A Separate Country
Page 9
“Famous isn’t quite the right word.”
“Respected.”
“Feared is another way of putting it.”
Could a man be so arrogant as to think that men feared him, and also be gentle and grateful that someone had walked across the floor to sit with him? He was either two men or one man of two worlds. I could see this in the way he hid his mangled arm from me and snuck glances at the door, on watch for the other, the harder thing, the one that had maimed him and plunked him down in a dark corner of a bright and perfumed ballroom. He looked at me and his face sagged and relaxed, as if he had just shifted a great weight. I knew that one of the men in John Bell Hood, or one of his worlds, would not hold on much longer. May it be the other one that dies, I thought, and not the soft and funny man I imagined he contained within, the kind man, the man of nearly childlike enthusiasms and hopes I believed was sitting on the settee with me. I had prayed to meet such a person, but I hadn’t thought he would be so strange.
After the ball he came to court me. Father, a big man with perfect olive skin who wore ties with perfect knots, was nonplussed by the man. He had been trained to be skeptical of the américains, you see, though they were not such different men. Here, on his doorstep, was a general, a commander of men, large and wire-haired and thick and wounded, asking after his daughter. Father always gave John a good cigar, but left him to snip the ends himself, which was difficult because of John’s ruined left arm. Father noticed, but let him struggle anyway. I’m not sure if this was cruel or respectful.
My parents had known since I was a girl that I’d do what I wanted to do whether I had their blessing or not, so they gave John and me permission to be seen together in public. In public, where their army of aunts and servants and cousins and friends moved about and made their notes. Had John and I been forced to meet on the sly, in the dark, in the underworld of the city where there was music and drink and places to kiss under great spreading figs in secret courtyards, my parents’ army of spies would have been lost, blind. In the daylight I wore my finest day dresses and maintained a respectable distance from John when we walked, down by the riverside and up Esplanade Avenue, then back down toward the market for tomatoes and oranges. I would not be denied the pleasure of a kiss under the fig tree, though, nor the thrill of disappearing into the dark with my man to see the riverboat men play for extra cash in the saloons where the colored girls sang. I would sneak out, tell lies, dress plain and dark like the servants who walked across the city to clean the houses of my people, all those coloreds and Irish and Germans. My parents wouldn’t have to know everything.

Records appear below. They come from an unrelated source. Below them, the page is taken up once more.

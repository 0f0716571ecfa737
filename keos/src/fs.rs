//! Filesystem abstraction.

/// Defines traits for file system operations.
pub mod traits {
    use alloc::{string::String, vec::Vec};

    use super::{File, FileBlockNumber, InodeNumber};
    use crate::{KernelError, mm::Page, sync::atomic::AtomicBool};

    /// Trait representing a filesystem.
    ///
    /// This trait provides access to the root directory of the filesystem,
    /// allowing operations on files and directories.
    pub trait FileSystem
    where
        Self: Sync + Send,
    {
        /// Retrieves the root directory of the filesystem.
        ///
        /// # Returns
        /// - `Some(Directory)`: A reference to the root directory if available.
        /// - `None`: If the root directory is inaccessible or the filesystem is
        ///   uninitialized.
        fn root(&self) -> Option<super::Directory>;
    }

    /// Trait representing a regular file in the filesystem.
    ///
    /// A regular file contains user data and supports basic read and write
    /// operations.
    pub trait RegularFile
    where
        Self: Send + Sync,
    {
        /// Returns the inode number of the file.
        fn ino(&self) -> InodeNumber;

        /// Returns the size of the file in bytes.
        fn size(&self) -> usize;

        /// Reads data from the file into the provided buffer.
        ///
        /// # Parameters
        /// - `fba`: The `FileBlockNumber` which to read.
        /// - `buf`: A mutable array where the file content will be stored.
        ///
        /// # Returns
        /// - `Ok(true)`: If the read success.
        /// - `Ok(false)`: If the read success.
        /// - `Err(Error)`: An error occured while the read operation.
        fn read(&self, fba: FileBlockNumber, buf: &mut [u8; 4096]) -> Result<bool, KernelError>;

        /// Writes a 4096-byte page of data into the specified file block.
        ///
        /// This method writes the contents of `buf` to the file block indicated
        /// by `fba`. If the target block lies beyond the current end of
        /// the file, the file may be extended up to `new_size` bytes to
        /// accommodate the write.
        ///
        /// However, if the target block lies beyond the current file size
        /// **and** `min_size` is insufficient to reach it, the write
        /// will fail.
        ///
        /// # Parameters
        /// - `fba`: The `FileBlockNumber` indicating the block to write to.
        /// - `buf`: A buffer containing exactly 4096 bytes of data to write.
        /// - `min_size`: The desired minimum file size (in bytes) after the
        ///   write.   If this value is less than or equal to the current file
        ///   size, no growth occurs.
        ///
        /// # Returns
        /// - `Ok(())` if the write is successful.
        /// - `Err(KernelError)` if the operation fails (e.g., out-of-bounds
        ///   write, I/O error).
        fn write(
            &self,
            fba: FileBlockNumber,
            buf: &[u8; 4096],
            min_size: usize,
        ) -> Result<(), KernelError>;

        /// Maps a file block into memory.
        ///
        /// This method retrieves the contents of the file at the specified file
        /// block number (`fba`) and returns it as a [`Page`] containing the
        /// contents of the file block.
        ///
        /// The memory-mapped page reflects the current contents of the file at
        /// the requested block, and it can be used for reading or
        /// modifying file data at page granularity.
        ///
        /// # Parameters
        /// - `fba`: The file block number to map into memory. This is a logical
        ///   offset into the file, measured in fixed-size blocks (not bytes).
        ///
        /// # Returns
        /// - `Ok(Page)`: A reference-counted, in-memory page containing the
        ///   file block's data.
        /// - `Err(KernelError)`: If the file block cannot be found or loaded
        ///   (e.g., out-of-bounds access).
        fn mmap(&self, fba: FileBlockNumber) -> Result<Page, KernelError> {
            let mut page = Page::new();
            self.read(fba, page.inner_mut().as_mut_array().unwrap())?;
            Ok(page)
        }

        /// Write back the file to disk.
        fn writeback(&self) -> Result<(), KernelError>;
    }

    /// Trait representing a directory in the filesystem.
    ///
    /// A directory contains entries that reference other files or directories.
    pub trait Directory
    where
        Self: Send + Sync,
    {
        /// Returns the inode number of the directory.
        fn ino(&self) -> InodeNumber;

        /// Returns the size of the file in bytes.
        fn size(&self) -> usize;

        /// Returns the link count of the directory.
        fn link_count(&self) -> usize;

        /// Opens an entry by name.
        ///
        /// # Parameters
        /// - `entry`: The name of the entry to open.
        ///
        /// # Returns
        /// - `Ok(File)`: The enumerate of the file (e.g., regular file,
        ///   directory).
        /// - `Err(Error)`: An error if the entry cannot be found or accessed.
        fn open_entry(&self, entry: &str) -> Result<File, KernelError>;

        /// Create an entry by name.
        ///
        /// # Parameters
        /// - `entry`: The name of the entry to add.
        /// - `is_dir`: Indicate whether the entry is directory or not.
        ///
        /// # Returns
        /// - `Ok(())`: If the entry was successfully added.
        /// - `Err(Error)`: An error if the add fails.
        fn create_entry(&self, entry: &str, is_dir: bool) -> Result<File, KernelError>;

        /// Unlinks a directory entry by name.
        ///
        /// # Parameters
        /// - `entry`: The name of the entry to remove.
        ///
        /// # Returns
        /// - `Ok(())`: If the entry was successfully removed.
        /// - `Err(Error)`: An error if the removal fails.
        fn unlink_entry(&self, entry: &str) -> Result<(), KernelError>;

        /// Reads the contents of the directory.
        ///
        /// This function lists all the entries within the directory.
        ///
        /// # Returns
        /// - `Ok(())`: If the directory was successfully read.
        /// - `Err(Error)`: An error if the read operation fails.
        fn read_dir(&self) -> Result<Vec<(InodeNumber, String)>, KernelError>;

        /// Returns a reference of [`AtomicBool`] which contains whether
        /// directory is removed.
        ///
        /// This is important because directory operations against the removed
        /// directory will result in undesirable behavior (e.g. unreachable
        /// file).
        ///
        /// # Returns
        /// - `Ok(())`: If the directory was successfully read.
        /// - `Err(Error)`: An error if the operation fails.
        fn removed(&self) -> Result<&AtomicBool, KernelError>;
    }
}
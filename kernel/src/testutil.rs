//! In-memory [`keos::fs::traits::RegularFile`] used by unit tests that
//! exercise [`crate::mm`] without needing a booted disk behind them.

use alloc::vec::Vec;
use keos::{
    KernelError,
    fs::{FileBlockNumber, InodeNumber, RegularFile, traits},
};

use crate::sync::Mutex;

struct State {
    data: Vec<u8>,
}

/// A regular file backed by a plain in-memory buffer instead of a disk
/// inode. `mm::pager` only ever talks to files through [`traits::RegularFile`],
/// so this is a drop-in substitute for exercising mmap/fault/evict/write-back
/// logic in isolation from the filesystem.
pub struct MockFile(Mutex<State>);

impl MockFile {
    pub fn new(initial: Vec<u8>) -> RegularFile {
        RegularFile::new(Self(Mutex::new(State { data: initial })))
    }

    pub fn zeroed(len: usize) -> RegularFile {
        Self::new(alloc::vec![0u8; len])
    }

    /// Snapshot of the current content, for assertions.
    pub fn snapshot(file: &RegularFile) -> Vec<u8> {
        let mut out = alloc::vec![0u8; file.size()];
        file.read(0, &mut out).expect("mock file read must not fail");
        out
    }
}

impl traits::RegularFile for MockFile {
    fn ino(&self) -> InodeNumber {
        InodeNumber::new(1).unwrap()
    }

    fn size(&self) -> usize {
        let guard = self.0.lock();
        let n = guard.data.len();
        guard.unlock();
        n
    }

    fn read(&self, fba: FileBlockNumber, buf: &mut [u8; 4096]) -> Result<bool, KernelError> {
        let guard = self.0.lock();
        let offset = fba.0 * 4096;
        if offset >= guard.data.len() {
            guard.unlock();
            return Ok(false);
        }
        let n = (guard.data.len() - offset).min(4096);
        buf[..n].copy_from_slice(&guard.data[offset..offset + n]);
        buf[n..].fill(0);
        guard.unlock();
        Ok(true)
    }

    fn write(&self, fba: FileBlockNumber, buf: &[u8; 4096], min_size: usize) -> Result<(), KernelError> {
        let mut guard = self.0.lock();
        let offset = fba.0 * 4096;
        // `min_size` is the caller's real target length; it can be smaller
        // than `offset + buf.len()` when most of this block is past-EOF
        // padding, so the backing `Vec` is grown only long enough to do the
        // copy, then trimmed back down to the length that actually counts.
        let final_len = min_size.max(guard.data.len());
        if guard.data.len() < offset + 4096 {
            guard.data.resize(offset + 4096, 0);
        }
        guard.data[offset..offset + 4096].copy_from_slice(buf);
        guard.data.resize(final_len, 0);
        guard.unlock();
        Ok(())
    }

    fn writeback(&self) -> Result<(), KernelError> {
        Ok(())
    }
}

When we’d been courting for a few weeks, I began to show him our streets. He had been a country child, and then a man who lived on horses and slept on the ground. I don’t know that he’d ever walked the streets of a city. Perhaps Richmond, but what was there to see there? He was embarrassed by his limp, but soon, after many months and miles along streets he could not pronounce, his leg became strong and he hardly wobbled on that wooden pin once he had a little speed.
We met boys recruiting clients for the opium houses and others recruiting souls for the Church. They spoke French like Creoles and English like Irishmen.
There was a dwarf, a fruit seller who also sold tips on the horse races, and this man became his friend. On the Rue Chartres we’d find him, wide-legged upon a fruit crate, pulling at his great mustache, greased and black, shouting about his pomegranates.
A typical Saturday morning:
“General! I’ve got oranges and I need the money.”
“You dress better than I do, Rintrah.”
“Yes, but who don’t, mate? Got nothing to do with wanting to be buried proper. Expenses gone up.”
“Surely they would give you a discount, friend? A volume discount?”
“I want a damned full-size coffin and a real grave marker. No one got to know my affliction when I’m dead. The marker don’t got to say, ‘Here is Rintrah, Who Could Walk Under Horses.’ I’ll be a man like any other. Now buy some oranges.”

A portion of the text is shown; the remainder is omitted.